Tendo em vista as especificidades de cada fase deste procedimento (chamado por Fábio Ulhoa de processo), passemos à análise individualizada de cada fase dele.
3.1 – Fase postulatória
A primeira fase do pedido inicial de recuperação judicial, em apertada síntese, compreende dois atos: Petição inicial – instruída com os documentos necessários[1] – e o despacho do Juiz determinando o processamento do procedimento de recuperação.
Caso tudo ocorra nos conformes legais, os atos da fase postulatória ficarão restritos aos dois já citados. Entretanto, não observando os requisitos legais, o Juiz poderá determinar a emenda à inicial, conforme leciona Ulhoa[2]:
Se a pessoa legitimada para requerer a recuperação judicial instruir adequadamente o pedido, a fase postulatória se encerra com dois atos judiciais: a petição inicial e o despacho que manda processar a recuperação. Se a instrução do pedido não tiver observado a lei, pode arrastar-se o processo pelo período solicitado para apresentação de documentos ou por determinação do juiz, com base na legislação processual civil, de emenda da petição inicial.
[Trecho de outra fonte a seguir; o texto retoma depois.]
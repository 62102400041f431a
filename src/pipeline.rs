// src/pipeline.rs
//! Wires resolved operators to one bounded batch channel drained by a pool of
//! sink workers, and owns the shutdown drain.

use std::sync::Arc;

use tokio::task::JoinSet;
use tokio_util::sync::CancellationToken;
use tracing::{debug, info};

use crate::catalog::{self, LogStatus, OperatorName};
use crate::ct_log::operator::LogOperator;
use crate::ct_log::stream::StreamConfig;
use crate::error::Error;
use crate::record::Batch;
use crate::sink::Sink;

/// Resolve the operator filter against the catalog and build a LogOperator
/// (with its streams) for every match.
pub async fn build_operators(
    names: &[OperatorName],
    statuses: &[LogStatus],
    config: &StreamConfig,
) -> Result<Vec<LogOperator>, Error> {
    let resolved = catalog::resolve_operators(names).await?;
    Ok(resolved
        .iter()
        .map(|operator| LogOperator::new(operator, statuses, config))
        .collect())
}

/// Drive all operators into one bounded channel drained by `workers_per_sink`
/// sink workers. The channel capacity (`workers_per_sink * 2`) is the only
/// backpressure mechanism: a full channel blocks the per-operator forwarders,
/// which blocks the streams' fetchers.
///
/// Returns once every operator has stopped and every buffered batch has been
/// handed to the sink. Sink puts never observe the cancellation token, so the
/// final drain completes even after the token fires.
pub async fn run(
    operators: Vec<LogOperator>,
    sink: Arc<dyn Sink>,
    workers_per_sink: usize,
    token: CancellationToken,
) {
    let (batch_tx, batch_rx) = async_channel::bounded::<Batch>(workers_per_sink * 2);

    let mut operator_tasks = JoinSet::new();
    for operator in operators {
        operator_tasks.spawn(operator.run(token.clone(), batch_tx.clone()));
    }
    drop(batch_tx);

    let mut sink_workers = JoinSet::new();
    for _ in 0..workers_per_sink {
        let batch_rx = batch_rx.clone();
        let sink = Arc::clone(&sink);
        sink_workers.spawn(async move {
            while let Ok(batch) = batch_rx.recv().await {
                if let Err(e) = sink.put(&batch).await {
                    debug!(
                        "could not put batch [{}:{}] to sink: {}",
                        batch.start, batch.end, e
                    );
                }
            }
        });
    }
    drop(batch_rx);

    while operator_tasks.join_next().await.is_some() {}
    // Every operator-side sender is gone now, so the channel is closed; the
    // workers exit once the remaining buffered batches have been delivered.
    while sink_workers.join_next().await.is_some() {}

    info!("pipeline stopped");
}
Além disso, a deflagração do processo de recuperação pode ocorrer de duas formas. A primeira acontece através de um pedido feito por qualquer dos legitimados. Já a segunda incide dentro de um pedido de falência – dentro do prazo da contestação uma vez requerida a falência do empresário ou da sociedade empresária, conforme o Art. 95 da lei 11.101/2005 que prevê expressamente que dentro do prazo de contestação, o devedor poderá pleitear sua recuperação judicial. Portanto, constata-se que o pedido de recuperação judicial na falência constitui uma faculdade e não uma obrigação do devedor.
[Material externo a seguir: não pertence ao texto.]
//! A single pellet sample: composition, density and derived pellet geometry.

use std::f64::consts::PI;

use log::info;

use crate::constants::{BN_BORON_FRACTION, BN_NITROGEN_FRACTION, PELLET_RADIUS_CM, UM_PER_CM};
use crate::error::{PrepError, Result};
use crate::provider::CrossSectionProvider;
use crate::report::{PelletReport, SampleReport, format_general};

/// One element of a sample and its mass fraction.
#[derive(Debug, Clone, PartialEq)]
pub struct Constituent {
    pub element: String,
    pub mass_fraction: f64,
}

/// Quantities derived by [`Sample::compute`] at one photon energy.
///
/// `masses_g` is parallel to the sample's constituents at the time of the
/// computation; any change to the composition discards the pellet.
#[derive(Debug, Clone, PartialEq)]
pub struct Pellet {
    pub energy_kev: f64,
    /// Linear absorption coefficient (1/cm).
    pub mu: f64,
    pub absorption_length_um: f64,
    pub radius_cm: f64,
    pub volume_cm3: f64,
    pub mass_g: f64,
    pub masses_g: Vec<f64>,
}

#[derive(Debug, Clone, PartialEq)]
pub struct Sample {
    name: String,
    constituents: Vec<Constituent>,
    density: Option<f64>,
    pellet: Option<Pellet>,
}

impl Sample {
    pub fn new(name: impl Into<String>) -> Self {
        Sample {
            name: name.into(),
            constituents: Vec::new(),
            density: None,
            pellet: None,
        }
    }

    pub fn name(&self) -> &str {
        &self.name
    }

    pub fn rename(&mut self, name: impl Into<String>) {
        self.name = name.into();
    }

    pub fn constituents(&self) -> &[Constituent] {
        &self.constituents
    }

    pub fn elements(&self) -> impl Iterator<Item = &str> {
        self.constituents.iter().map(|c| c.element.as_str())
    }

    pub fn mass_fractions(&self) -> impl Iterator<Item = f64> + '_ {
        self.constituents.iter().map(|c| c.mass_fraction)
    }

    /// Fraction of `element`, matched exactly.
    pub fn fraction_of(&self, element: &str) -> Option<f64> {
        self.constituents
            .iter()
            .find(|c| c.element == element)
            .map(|c| c.mass_fraction)
    }

    /// Bulk density in g/cm³, if set.
    pub fn density(&self) -> Option<f64> {
        self.density
    }

    /// Energy of the last successful computation, in keV.
    pub fn energy(&self) -> Option<f64> {
        self.pellet.as_ref().map(|p| p.energy_kev)
    }

    pub fn pellet(&self) -> Option<&Pellet> {
        self.pellet.as_ref()
    }

    /// Replace the composition and density. Previously derived values are
    /// discarded.
    pub fn set_composition(
        &mut self,
        elements: Vec<String>,
        mass_fractions: Vec<f64>,
        density: f64,
    ) -> Result<()> {
        if elements.len() != mass_fractions.len() {
            return Err(PrepError::Validation(format!(
                "{} elements given with {} mass fractions",
                elements.len(),
                mass_fractions.len()
            )));
        }
        self.constituents = elements
            .into_iter()
            .zip(mass_fractions)
            .map(|(element, mass_fraction)| Constituent {
                element,
                mass_fraction,
            })
            .collect();
        self.density = Some(density);
        self.pellet = None;
        Ok(())
    }

    /// Compute the absorption coefficient and pellet geometry at
    /// `energy_kev`.
    ///
    /// Either every derived value is replaced or, on error, none is.
    pub fn compute<P>(&mut self, energy_kev: f64, provider: &P) -> Result<&Pellet>
    where
        P: CrossSectionProvider + ?Sized,
    {
        let density = self
            .density
            .ok_or_else(|| PrepError::MissingDensity(self.name.clone()))?;
        if !(density.is_finite() && density > 0.0) {
            return Err(PrepError::InvalidComputation(format!(
                "density must be positive, got {density} g/cm^3"
            )));
        }
        if !(energy_kev.is_finite() && energy_kev > 0.0) {
            return Err(PrepError::InvalidComputation(format!(
                "photon energy must be positive, got {energy_kev} keV"
            )));
        }

        let mut accum_mu = 0.0;
        for c in &self.constituents {
            let xs = provider
                .lookup(&c.element, energy_kev)
                .map_err(|source| PrepError::Provider {
                    element: c.element.clone(),
                    source,
                })?;
            accum_mu += c.mass_fraction * xs.mass_absorption();
        }

        let mu = accum_mu * density;
        if !(mu.is_finite() && mu > 0.0) {
            return Err(PrepError::InvalidComputation(format!(
                "absorption coefficient of '{}' is {mu} 1/cm at {energy_kev} keV",
                self.name
            )));
        }

        let absorption_length_um = UM_PER_CM / mu;
        let radius_cm = PELLET_RADIUS_CM;
        let volume_cm3 = PI * radius_cm * radius_cm * (absorption_length_um / UM_PER_CM);
        let mass_g = volume_cm3 * density;
        let masses_g = self
            .constituents
            .iter()
            .map(|c| c.mass_fraction * mass_g)
            .collect();

        info!(
            "computed '{}' at {energy_kev} keV: mu = {mu:.4} 1/cm, pellet mass = {mass_g:.5} g",
            self.name
        );

        Ok(&*self.pellet.insert(Pellet {
            energy_kev,
            mu,
            absorption_length_um,
            radius_cm,
            volume_cm3,
            mass_g,
            masses_g,
        }))
    }

    /// Mix in a boron nitride binder making up `percent` of the total mass.
    ///
    /// B and N are appended if missing; every other constituent is scaled by
    /// `1 - percent`. `percent` is expected in `[0, 1]` and is not checked.
    /// Derived values are discarded.
    pub fn dilute(&mut self, percent: f64) {
        let b = self.index_or_insert("B");
        let n = self.index_or_insert("N");

        for (i, c) in self.constituents.iter_mut().enumerate() {
            if i != b && i != n {
                c.mass_fraction *= 1.0 - percent;
            }
        }

        self.constituents[b].mass_fraction = BN_BORON_FRACTION * percent;
        self.constituents[n].mass_fraction = BN_NITROGEN_FRACTION * percent;
        self.pellet = None;
    }

    /// A diluted copy named `<name>_%_<percent>`. `self` is left untouched.
    pub fn diluted(&self, percent: f64) -> Sample {
        let mut copy = self.clone();
        copy.dilute(percent);
        copy.name = format!("{}_%_{}", self.name, format_general(percent, 6));
        copy
    }

    fn index_or_insert(&mut self, element: &str) -> usize {
        if let Some(i) = self.constituents.iter().position(|c| c.element == element) {
            return i;
        }
        self.constituents.push(Constituent {
            element: element.to_string(),
            mass_fraction: 0.0,
        });
        self.constituents.len() - 1
    }

    pub fn report(&self) -> SampleReport {
        SampleReport {
            name: self.name.clone(),
            composition: self
                .constituents
                .iter()
                .map(|c| (c.mass_fraction, c.element.clone()))
                .collect(),
            density: self.density,
            pellet: self.pellet.as_ref().map(|p| PelletReport {
                energy_kev: p.energy_kev,
                mu: p.mu,
                absorption_length_um: p.absorption_length_um,
                radius_cm: p.radius_cm,
                volume_cm3: p.volume_cm3,
                mass_g: p.mass_g,
                masses: p
                    .masses_g
                    .iter()
                    .zip(&self.constituents)
                    .map(|(&m, c)| (m, c.element.clone()))
                    .collect(),
            }),
        }
    }
}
Independente de como tenha sido feito o pedido de recuperação, seja por petição inicial, seja no prazo da contestação da falência, o juiz terá que se pronunciar para conceder ou não o processamento da recuperação. Se o despacho for pelo prosseguimento, começará a correr o prazo para a apresentação do plano de recuperação.
3.2 – Fase deliberativa
Na fase deliberativa discute-se o plano de recuperação judicial – parte mais importante da recuperação. Na fase de análise do plano de recuperação – que deve conter a demonstração de como a empresa pretende se recuperar -, há um prazo de 60 (sessenta) dias de apresentação.
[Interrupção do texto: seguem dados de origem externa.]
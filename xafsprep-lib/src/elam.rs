use std::path::Path;

use log::debug;
use xafsprep_data::{CrossSectionTable, parse_elam};

use crate::constants::{ELAM_MAX_KEV, ELAM_MIN_KEV, EV_PER_KEV};
use crate::error::{LookupError, TableLoadError};
use crate::provider::{CrossSectionData, CrossSectionProvider};
use crate::spline::Spline;

/// Edges whose fluorescence yields are reported, in [`CrossSectionData::yields`] order.
const YIELD_EDGES: [&str; 4] = ["K", "L1", "L2", "L3"];

/// Cross-section provider backed by the Elam, Ravel and Sieber tables.
///
/// Photoabsorption and the two scattering channels are spline-interpolated
/// in log-log space; the total is their sum.
#[derive(Debug)]
pub struct ElamTable {
    table: CrossSectionTable,
}

impl ElamTable {
    pub fn new(table: CrossSectionTable) -> Self {
        ElamTable { table }
    }

    /// Parse the raw text of an `elam.dat` file.
    pub fn from_elam_text(text: &str) -> Result<Self, TableLoadError> {
        Ok(Self::new(parse_elam(text)?))
    }

    /// Decode a zstd-compressed postcard blob written by `xafsprep-generate`.
    pub fn from_compressed(bytes: &[u8]) -> Result<Self, TableLoadError> {
        let mut decoder = ruzstd::decoding::StreamingDecoder::new(bytes)
            .map_err(|e| TableLoadError::Decompress(e.to_string()))?;
        let mut decompressed = Vec::new();
        std::io::Read::read_to_end(&mut decoder, &mut decompressed)
            .map_err(|e| TableLoadError::Decompress(e.to_string()))?;

        let table: CrossSectionTable = postcard::from_bytes(&decompressed)
            .map_err(|e| TableLoadError::Decode(e.to_string()))?;
        Ok(Self::new(table))
    }

    /// Load a table from disk. `.dat` and `.txt` files are parsed as raw
    /// Elam text; anything else is treated as a compressed blob.
    pub fn open(path: &Path) -> Result<Self, TableLoadError> {
        let read_err = |source| TableLoadError::Read {
            path: path.display().to_string(),
            source,
        };
        let is_text = path
            .extension()
            .and_then(|e| e.to_str())
            .is_some_and(|e| e.eq_ignore_ascii_case("dat") || e.eq_ignore_ascii_case("txt"));

        if is_text {
            let text = std::fs::read_to_string(path).map_err(read_err)?;
            Self::from_elam_text(&text)
        } else {
            let bytes = std::fs::read(path).map_err(read_err)?;
            Self::from_compressed(&bytes)
        }
    }

    pub fn table(&self) -> &CrossSectionTable {
        &self.table
    }

    pub fn len(&self) -> usize {
        self.table.elements.len()
    }

    pub fn is_empty(&self) -> bool {
        self.table.elements.is_empty()
    }

    fn spline_at(
        &self,
        symbol: &str,
        x: &[f64],
        y: &[f64],
        y2: &[f64],
        log_energy: f64,
    ) -> Result<f64, LookupError> {
        let spline = Spline::new(x, y, y2).ok_or_else(|| {
            LookupError::TableError(format!("malformed spline table for {symbol}"))
        })?;
        Ok(spline.eval(log_energy).exp())
    }
}

impl CrossSectionProvider for ElamTable {
    fn lookup(&self, symbol: &str, energy_kev: f64) -> Result<CrossSectionData, LookupError> {
        if !(ELAM_MIN_KEV..=ELAM_MAX_KEV).contains(&energy_kev) {
            return Err(LookupError::EnergyOutOfRange {
                energy_kev,
                min_kev: ELAM_MIN_KEV,
                max_kev: ELAM_MAX_KEV,
            });
        }

        let sym = self
            .table
            .element(symbol)
            .map(|e| e.symbol.as_str())
            .ok_or_else(|| LookupError::UnknownElement(symbol.to_string()))?;

        let photo_row = self
            .table
            .photo(sym)
            .ok_or_else(|| LookupError::TableError(format!("no photoabsorption data for {sym}")))?;
        let scatter_row = self
            .table
            .scatter(sym)
            .ok_or_else(|| LookupError::TableError(format!("no scattering data for {sym}")))?;

        let log_en = (energy_kev * EV_PER_KEV).ln();

        let photo = self.spline_at(
            sym,
            &photo_row.log_energy,
            &photo_row.log_photoabsorption,
            &photo_row.log_photoabsorption_spline,
            log_en,
        )?;
        let coherent = self.spline_at(
            sym,
            &scatter_row.log_energy,
            &scatter_row.log_coherent_scatter,
            &scatter_row.log_coherent_scatter_spline,
            log_en,
        )?;
        let incoherent = self.spline_at(
            sym,
            &scatter_row.log_energy,
            &scatter_row.log_incoherent_scatter,
            &scatter_row.log_incoherent_scatter_spline,
            log_en,
        )?;

        let mut yields = [0.0; 4];
        for level in self.table.levels(sym) {
            if let Some(slot) = YIELD_EDGES.iter().position(|&e| e == level.iupac_symbol) {
                yields[slot] = level.fluorescence_yield;
            }
        }

        let data = CrossSectionData::from_parts(photo, coherent, incoherent, yields);
        debug!(
            "{sym} at {energy_kev} keV: total {:.4} cm^2/g",
            data.mass_absorption()
        );
        Ok(data)
    }
}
A contagem desse prazo começa a valer a partir da decisão que deferiu o processamento do procedimento de recuperação judicial. Esse prazo de 60 dias, saliente-se, é improrrogável e sua não apresentação de forma tempestiva acarreta a pesada de consequência de haver convolação em falência. É o que prevê o caput do Art. 53 da respectiva lei de falência e recuperação ao asseverar que o plano de recuperação será apresentado pelo devedor em juízo no prazo improrrogável de 60 (sessenta) dias da publicação da decisão que deferir o processamento da recuperação judicial, sob pena de convolação em falência.
Além da redobrada atenção quanto ao prazo para apresentar o plano de recuperação, há também a necessidade de aprovação do respectivo plano pela assembleia de credores. Preliminarmente, a assembleia de credores é um dos três órgãos específicos de recuperação judicial – juntamente com o comitê o administrador judicial.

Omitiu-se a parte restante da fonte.